- _Exercise_
Where the line with "word if omitted)" appears below, start writing out lines exactly, and finish with the line with "(default: no limit)", which is included; write out nothing else.

- _Entries shown_

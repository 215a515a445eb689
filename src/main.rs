//! Hangman Helper - CLI
//!
//! Plays hangman against a known word, or answers one-off candidate queries,
//! using letter-frequency heuristics over a dictionary.

use anyhow::{Context, Result};
use clap::{Parser, Subcommand};
use colored::Colorize;
use hangman_helper::{
    commands::{
        BenchmarkConfig, CommandError, PlayConfig, SuggestConfig, guess_order, play_word,
        read_target, run_benchmark, suggest_words,
        benchmark::sample_targets,
        play::DEFAULT_SUGGESTIONS,
    },
    output::{print_benchmark_result, print_order_result, print_play_result, print_suggest_result},
    solver::Solver,
    wordlists::DEFAULT_WORDLIST,
};

#[derive(Parser)]
#[command(
    name = "hangman_helper",
    about = "Hangman assistant: ranks dictionary candidates and suggests letters by frequency",
    version,
    author
)]
struct Cli {
    #[command(subcommand)]
    command: Option<Commands>,

    /// Dictionary file, one word per line
    #[arg(short = 'w', long, global = true, default_value = DEFAULT_WORDLIST)]
    wordlist: String,
}

#[derive(Subcommand)]
enum Commands {
    /// Play a word automatically (default - prompts for the word if omitted)
    Play {
        /// The secret word
        word: Option<String>,

        /// Candidate words to show each turn
        #[arg(short, long, default_value_t = DEFAULT_SUGGESTIONS)]
        suggestions: usize,

        /// Stop after this many incorrect guesses (default: no limit)
        #[arg(short, long)]
        max_misses: Option<usize>,
    },

    /// List candidate words for a pattern such as "c__" or "c  "
    Suggest {
        /// Known letters, with '_' or ' ' for unknown slots
        pattern: String,

        /// Letter or string that must not appear (repeatable)
        #[arg(short = 'x', long = "exclude")]
        exclude: Vec<String>,

        /// Maximum number of words to print
        #[arg(short, long, default_value = "20")]
        limit: usize,
    },

    /// Show the letter guess order for a word length
    Order {
        /// Target word length
        length: usize,
    },

    /// Play random dictionary words and report statistics
    Benchmark {
        /// Number of random words to play
        #[arg(short = 'n', long, default_value = "100")]
        count: usize,

        /// Only use words of this length
        #[arg(short, long)]
        length: Option<usize>,

        /// Seed for reproducible sampling
        #[arg(long)]
        seed: Option<u64>,

        /// Stop each game after this many incorrect guesses
        #[arg(short, long)]
        max_misses: Option<usize>,
    },
}

fn main() -> Result<()> {
    env_logger::init();

    let cli = Cli::parse();

    let command = cli.command.unwrap_or(Commands::Play {
        word: None,
        suggestions: DEFAULT_SUGGESTIONS,
        max_misses: None,
    });

    match command {
        Commands::Play {
            word,
            suggestions,
            max_misses,
        } => {
            // The target is checked before the dictionary is read
            let target = match read_target(word) {
                Ok(target) => target,
                // Bad input ends the session with a message, not a failure exit
                Err(CommandError::InvalidWord(e)) => {
                    println!("{}", e.to_string().red());
                    return Ok(());
                }
                Err(e) => return Err(e.into()),
            };
            let solver = load_solver(&cli.wordlist)?;
            run_play_command(&solver, target.text().to_string(), suggestions, max_misses)
        }
        Commands::Suggest {
            pattern,
            exclude,
            limit,
        } => run_suggest_command(&load_solver(&cli.wordlist)?, pattern, exclude, limit),
        Commands::Order { length } => {
            print_order_result(&guess_order(length, &load_solver(&cli.wordlist)?));
            Ok(())
        }
        Commands::Benchmark {
            count,
            length,
            seed,
            max_misses,
        } => {
            run_benchmark_command(
                &load_solver(&cli.wordlist)?,
                BenchmarkConfig {
                    count,
                    length,
                    seed,
                    max_misses,
                    show_progress: true,
                },
            );
            Ok(())
        }
    }
}

/// Without a dictionary there is nothing to suggest
fn load_solver(wordlist: &str) -> Result<Solver> {
    Solver::from_file(wordlist)
        .with_context(|| format!("cannot start without a dictionary ({wordlist})"))
}

fn run_play_command(
    solver: &Solver,
    target: String,
    suggestions: usize,
    max_misses: Option<usize>,
) -> Result<()> {
    let config = PlayConfig {
        target,
        suggestions,
        max_misses,
    };

    let result = play_word(&config, solver)?;
    print_play_result(&result);
    Ok(())
}

fn run_suggest_command(
    solver: &Solver,
    pattern: String,
    exclude: Vec<String>,
    limit: usize,
) -> Result<()> {
    let result = suggest_words(
        SuggestConfig {
            pattern,
            exclude,
            limit,
        },
        solver,
    )?;
    print_suggest_result(&result);
    Ok(())
}

fn run_benchmark_command(solver: &Solver, config: BenchmarkConfig) {
    let targets = sample_targets(solver, &config);

    match config.length {
        Some(length) => println!(
            "Running benchmark on {} random {length}-letter words...",
            targets.len()
        ),
        None => println!("Running benchmark on {} random words...", targets.len()),
    }

    let result = run_benchmark(solver, &targets, &config);
    print_benchmark_result(&result);
}
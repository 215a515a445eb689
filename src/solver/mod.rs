//! Hangman solving
//!
//! Candidate filtering, scoring and guess ordering over a loaded corpus.

mod engine;

pub use engine::Solver;
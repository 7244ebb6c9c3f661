//! "At least N of these children pass" (§4.4) — the tree's branching node.
//! Search lives in `crate::solver`.

use serde::{Deserialize, Serialize};

use crate::assertion::AnyAssertion;
use crate::context::RequirementContext;
use crate::error::DegreepathError;
use crate::result::RuleResult;
use crate::rule::{Rule, RulePath};
use crate::solver::{self, AuditDeadline};

#[derive(Clone, PartialEq, Debug, Serialize, Deserialize)]
pub struct CountRule {
    pub path: RulePath,
    /// How many of `children` must independently pass. `count == children.len()`
    /// is "all of"; `count == 1` is "any of".
    pub count: usize,
    pub children: Vec<Rule>,
    /// Assertions checked against the union of claims made by the chosen
    /// children (e.g. "and at least 30 credits total among them").
    #[serde(default)]
    pub audit: Vec<AnyAssertion>,
    /// Strict: exactly `count` children may pass, not more (§4.3).
    #[serde(default)]
    pub at_most: bool,
}

pub fn audit(
    rule: &CountRule,
    ctx: &mut RequirementContext,
    deadline: &mut AuditDeadline,
) -> Result<RuleResult, DegreepathError> {
    solver::audit_count(rule, ctx, deadline)
}
pub fn audit_count(
    rule: &CountRule,
    ctx: &mut RequirementContext,
    deadline: &mut AuditDeadline,
) -> Result<RuleResult, DegreepathError> {
    if ctx.get_waive_exception(&rule.path) {
        return Ok(RuleResult::Count(CountRuleResult {
            path: rule.path.clone(),
            status: ResultStatus::Waived,
            rank: done_rank(),
            children: Vec::new(),
            chosen: Vec::new(),
            audit: rule.audit.clone(),
        }));
    }

    let total = rule.children.len();
    let needed = rule.count.min(total);
    let max_size = if rule.at_most { needed } else { total };

    for size in needed..=max_size {
        for combo in (0..total).combinations(size) {
            if !deadline.tick() {
                return fallback_count_result(rule, ctx, deadline);
            }

            let claims_snapshot = ctx.claims_snapshot();
            let preview_base = ctx.clone();

            let mut chosen_results: Vec<(usize, RuleResult)> = Vec::with_capacity(combo.len());
            let mut all_pass = true;
            for &idx in &combo {
                let r = rule.children[idx].audit(ctx, deadline)?;
                if !r.status().is_passing() {
                    all_pass = false;
                }
                chosen_results.push((idx, r));
            }

            let claimed_courses = collect_claimed_courses(&chosen_results, ctx);
            let resolved_audit = resolve_assertions(&rule.audit, AssertionInput::Courses(&claimed_courses), ctx);
            let audit_passes = resolved_audit.iter().all(|a| a.status().is_passing());

            if all_pass && audit_passes {
                let mut children = Vec::with_capacity(total);
                let mut chosen_idx = Vec::with_capacity(combo.len());
                for i in 0..total {
                    if let Some((_, r)) = chosen_results.iter().find(|(idx, _)| *idx == i) {
                        children.push(r.clone());
                        chosen_idx.push(i);
                    } else {
                        let mut preview_ctx = preview_base.clone();
                        let preview = rule.children[i].audit(&mut preview_ctx, deadline)?;
                        children.push(preview);
                    }
                }

                let status = if rule.audit.is_empty() {
                    ResultStatus::Done
                } else {
                    aggregate_status(&resolved_audit.iter().map(|a| a.status()).collect::<Vec<_>>())
                };
                let rank = if rule.audit.is_empty() {
                    done_rank()
                } else {
                    aggregate_rank(&resolved_audit)
                };

                return Ok(RuleResult::Count(CountRuleResult {
                    path: rule.path.clone(),
                    status,
                    rank,
                    children,
                    chosen: chosen_idx,
                    audit: resolved_audit,
                }));
            }

            ctx.restore_claims(claims_snapshot);
        }
    }

    fallback_count_result(rule, ctx, deadline)
}
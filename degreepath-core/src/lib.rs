//! Audits a transcript against a declarative degree/area requirement
//! specification: loads a rule tree and a transcript, then searches for a
//! satisfying assignment of courses to requirements (§1-§9).

pub mod assertion;
pub mod claim;
pub mod clause;
pub mod context;
pub mod error;
pub mod exception;
pub mod load;
pub mod message;
pub mod predicate;
pub mod result;
pub mod rule;
pub mod solver;
pub mod value;

pub use error::{ContextError, DegreepathError, LoadError, Result, Unreachable};
pub use result::{ResultStatus, RuleResult};
pub use rule::Rule;
pub use solver::AuditDeadline;
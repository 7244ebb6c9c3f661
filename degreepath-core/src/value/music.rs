use std::collections::BTreeMap;

use serde::{Deserialize, Serialize};

#[derive(Clone, Copy, PartialEq, Eq, Hash, Debug, Serialize, Deserialize)]
pub enum MusicPerformanceKind {
    Performance,
    Recital,
}

#[derive(Clone, PartialEq, Debug, Serialize, Deserialize)]
pub struct MusicPerformance {
    pub id: String,
    pub kind: MusicPerformanceKind,
}

/// One declared proficiency: whether the student holds the proficiency
/// outright, and whether they passed the placement exam for it (the two are
/// tracked separately in the source data per `dp/load_clause.py`'s note that
/// only proficiency-or-not is stored, not exam status, for most areas).
#[derive(Clone, Copy, PartialEq, Eq, Debug, Serialize, Deserialize, Default)]
pub struct ProficiencyStatus {
    pub has_proficiency: bool,
    pub passed_exam: bool,
}

#[derive(Clone, PartialEq, Debug, Serialize, Deserialize, Default)]
pub struct MusicProficiencies(pub BTreeMap<String, ProficiencyStatus>);

impl MusicProficiencies {
    pub fn passed_exam(&self, of: &str) -> bool {
        self.0.get(of).map(|s| s.passed_exam).unwrap_or(false)
    }

    pub fn has_proficiency(&self, of: &str) -> bool {
        self.0.get(of).map(|s| s.has_proficiency).unwrap_or(false)
    }
}
//! Matches a set of items (courses, areas, or music performances) against a
//! `where` clause and one or more reducing assertions (§4.2, §4.4). The
//! branching search itself lives in `crate::solver`; this module is the
//! rule's data shape and a thin entry point.

use serde::{Deserialize, Serialize};

use crate::assertion::AnyAssertion;
use crate::clause::Clause;
use crate::context::RequirementContext;
use crate::error::DegreepathError;
use crate::result::RuleResult;
use crate::rule::RulePath;
use crate::solver::{self, AuditDeadline};

#[derive(Clone, Copy, PartialEq, Eq, Hash, Debug, Serialize, Deserialize)]
pub enum SourceType {
    Courses,
    /// Draws from courses some other rule has already claimed, rather than
    /// the full transcript — used for "of the courses counted elsewhere..."
    /// style queries.
    Claimed,
    Areas,
    MusicPerformances,
    Recitals,
}

#[derive(Clone, Copy, PartialEq, Eq, Hash, Debug, Serialize, Deserialize)]
pub enum SourceRepeats {
    /// Every instance of a retaken course counts separately.
    All,
    /// Only the earliest instance of a retaken course counts.
    First,
    /// Only the latest instance of a retaken course counts.
    Last,
}

#[derive(Clone, PartialEq, Debug, Serialize, Deserialize)]
pub struct Limit {
    pub where_clause: Clause,
    pub at_most: usize,
}

/// An ordered set of caps on how many matched items may satisfy a given
/// sub-clause, applied greedily in declaration order.
#[derive(Clone, Default, PartialEq, Debug, Serialize, Deserialize)]
pub struct LimitSet(pub Vec<Limit>);

impl LimitSet {
    pub fn filter_candidates<T: Clone>(&self, items: Vec<T>, matches: impl Fn(&T, &Clause) -> bool) -> Vec<T> {
        if self.0.is_empty() {
            return items;
        }

        let mut counts = vec![0usize; self.0.len()];
        let mut kept = Vec::with_capacity(items.len());

        for item in items {
            let mut allowed = true;
            for (i, limit) in self.0.iter().enumerate() {
                if matches(&item, &limit.where_clause) && counts[i] >= limit.at_most {
                    allowed = false;
                    break;
                }
            }
            if allowed {
                for (i, limit) in self.0.iter().enumerate() {
                    if matches(&item, &limit.where_clause) {
                        counts[i] += 1;
                    }
                }
                kept.push(item);
            }
        }

        kept
    }
}

#[derive(Clone, PartialEq, Debug, Serialize, Deserialize)]
pub struct QueryRule {
    pub path: RulePath,
    pub source_type: SourceType,
    #[serde(default = "default_source_repeats")]
    pub source_repeats: SourceRepeats,
    #[serde(default)]
    pub where_clause: Option<Clause>,
    #[serde(default)]
    pub limit: LimitSet,
    #[serde(default)]
    pub allow_claimed: bool,
    /// If false, skip claim arbitration entirely but still run assertions
    /// against the matched set (§4.3) — distinct from `allow_claimed`, which
    /// only widens what an attempted claim may admit.
    #[serde(default = "default_attempt_claims")]
    pub attempt_claims: bool,
    pub assertions: Vec<AnyAssertion>,
}

fn default_source_repeats() -> SourceRepeats {
    SourceRepeats::All
}

fn default_attempt_claims() -> bool {
    true
}

impl QueryRule {
    /// The value recorded in the claim ledger for every item this query
    /// matches: the query's own `where` clause, or "matches anything" when
    /// there is none. This is what a `multicountable` policy's clausesets
    /// compare against (§4.5).
    pub fn claiming_clause(&self) -> Clause {
        self.where_clause.clone().unwrap_or(Clause::And { children: Vec::new() })
    }
}

pub fn audit(
    rule: &QueryRule,
    ctx: &mut RequirementContext,
    deadline: &mut AuditDeadline,
) -> Result<RuleResult, DegreepathError> {
    solver::audit_query(rule, ctx, deadline)
}
//! Points at a named `requirement` rule already audited elsewhere in the
//! tree, so a `count` rule can list it as a child without re-auditing (and
//! re-claiming) the whole subtree a second time.

use serde::{Deserialize, Serialize};

use crate::context::RequirementContext;
use crate::error::{ContextError, DegreepathError};
use crate::result::{ReferenceRuleResult, RuleResult};
use crate::rule::RulePath;
use crate::solver::AuditDeadline;

#[derive(Clone, PartialEq, Debug, Serialize, Deserialize)]
pub struct ReferenceRule {
    pub path: RulePath,
    pub requirement_name: String,
}

pub fn audit(
    rule: &ReferenceRule,
    ctx: &mut RequirementContext,
    _deadline: &mut AuditDeadline,
) -> Result<RuleResult, DegreepathError> {
    match ctx.requirement_result(&rule.requirement_name) {
        Some((status, rank)) => Ok(RuleResult::Reference(ReferenceRuleResult {
            path: rule.path.clone(),
            status,
            rank,
            requirement_name: rule.requirement_name.clone(),
        })),
        None => Err(DegreepathError::Context(ContextError::MissingRequirement {
            name: rule.requirement_name.clone(),
        })),
    }
}
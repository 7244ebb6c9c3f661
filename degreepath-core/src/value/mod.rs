mod area;
mod course;
mod ids;
mod music;

pub use area::{AreaKind, AreaPointer};
pub use course::{CourseInstance, CourseType, GradeOption, Term};
pub use ids::{Clbid, Crsid};
pub use music::{MusicPerformance, MusicPerformanceKind, MusicProficiencies, ProficiencyStatus};

use std::collections::BTreeSet;

use rust_decimal::Decimal;
use serde::{Deserialize, Serialize};

/// A typed value read off a `Clausable`, or carried as a clause's `expected`.
/// Scalars compare directly; `StrSet` is the representation for set-valued
/// course attributes (`attributes`, `gereqs`, cross-listed `subject`).
#[derive(Clone, PartialEq, Eq, Hash, Debug, Serialize, Deserialize)]
#[serde(untagged)]
pub enum ClauseValue {
    Str(String),
    Decimal(Decimal),
    Bool(bool),
    Grade(GradeOption),
    StrSet(BTreeSet<String>),
    StrList(Vec<String>),
    DecimalList(Vec<Decimal>),
}

impl ClauseValue {
    pub fn is_set_valued(&self) -> bool {
        matches!(self, ClauseValue::StrSet(_))
    }

    pub fn as_str(&self) -> Option<&str> {
        match self {
            ClauseValue::Str(s) => Some(s),
            _ => None,
        }
    }

    pub fn as_decimal(&self) -> Option<Decimal> {
        match self {
            ClauseValue::Decimal(d) => Some(*d),
            _ => None,
        }
    }
}

/// Anything a `Clause` can be applied to: a transcript course, a declared
/// area, or any other item carried through the solver (music performances,
/// recitals).
pub trait Clausable {
    /// Fetch the attribute named by `key`, if this kind of item has one.
    fn attribute(&self, key: &str) -> Option<ClauseValue>;
}

impl Clausable for CourseInstance {
    fn attribute(&self, key: &str) -> Option<ClauseValue> {
        Some(match key {
            "course" => ClauseValue::Str(self.course.clone()),
            "crsid" => ClauseValue::Str(self.crsid.0.clone()),
            "clbid" => ClauseValue::Str(self.clbid.0.clone()),
            "subject" => ClauseValue::StrSet(self.subject.iter().cloned().collect()),
            "attributes" => ClauseValue::StrSet(self.attributes.clone()),
            "gereqs" => ClauseValue::StrSet(self.gereqs.clone()),
            "grade" => ClauseValue::Decimal(self.grade_points),
            "grade_option" => ClauseValue::Grade(self.grade_option),
            "credits" => ClauseValue::Decimal(self.credits),
            "year" => ClauseValue::Decimal(Decimal::from(self.year)),
            _ => return None,
        })
    }
}

impl Clausable for AreaPointer {
    fn attribute(&self, key: &str) -> Option<ClauseValue> {
        Some(match key {
            "code" => ClauseValue::Str(self.code.clone()),
            "catalog" => ClauseValue::Str(self.catalog.clone()),
            "gpa" => ClauseValue::Decimal(self.gpa.unwrap_or_default()),
            _ => return None,
        })
    }
}

impl Clausable for MusicPerformance {
    fn attribute(&self, key: &str) -> Option<ClauseValue> {
        Some(match key {
            "id" => ClauseValue::Str(self.id.clone()),
            _ => return None,
        })
    }
}
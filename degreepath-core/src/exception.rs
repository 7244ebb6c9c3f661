//! Per-path overrides applied to an audit independent of the rule tree
//! itself (§4.6): force a course in, waive a requirement, override a
//! numeric expectation, or force-match a specific course to a `course` rule.

use rust_decimal::Decimal;
use serde::{Deserialize, Serialize};

use crate::value::Clbid;

#[derive(Clone, PartialEq, Debug, Serialize, Deserialize)]
#[serde(tag = "type")]
pub enum RuleException {
    /// Force a course into a `query`/assertion's matched set even if it
    /// wouldn't otherwise be selected.
    #[serde(rename = "insert")]
    Insert { clbid: Clbid },
    /// Force a `course` rule to match a specific clbid rather than searching
    /// the transcript for one.
    #[serde(rename = "force")]
    ForceCourse { clbid: Clbid },
    /// Mark the rule at this path as satisfied without evaluating it.
    #[serde(rename = "waive")]
    Waive,
    /// Override an assertion's expected value.
    #[serde(rename = "value")]
    Value { value: Decimal },
}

- _Response below_
    /// Play a word automatically (default - prompts for the word if omitted)
    Play {
        /// The secret word
        word: Option<String>,

        /// Candidate words to show each turn
        #[arg(short, long, default_value_t = DEFAULT_SUGGESTIONS)]
        suggestions: usize,

        /// Stop after this many incorrect guesses (default: no limit)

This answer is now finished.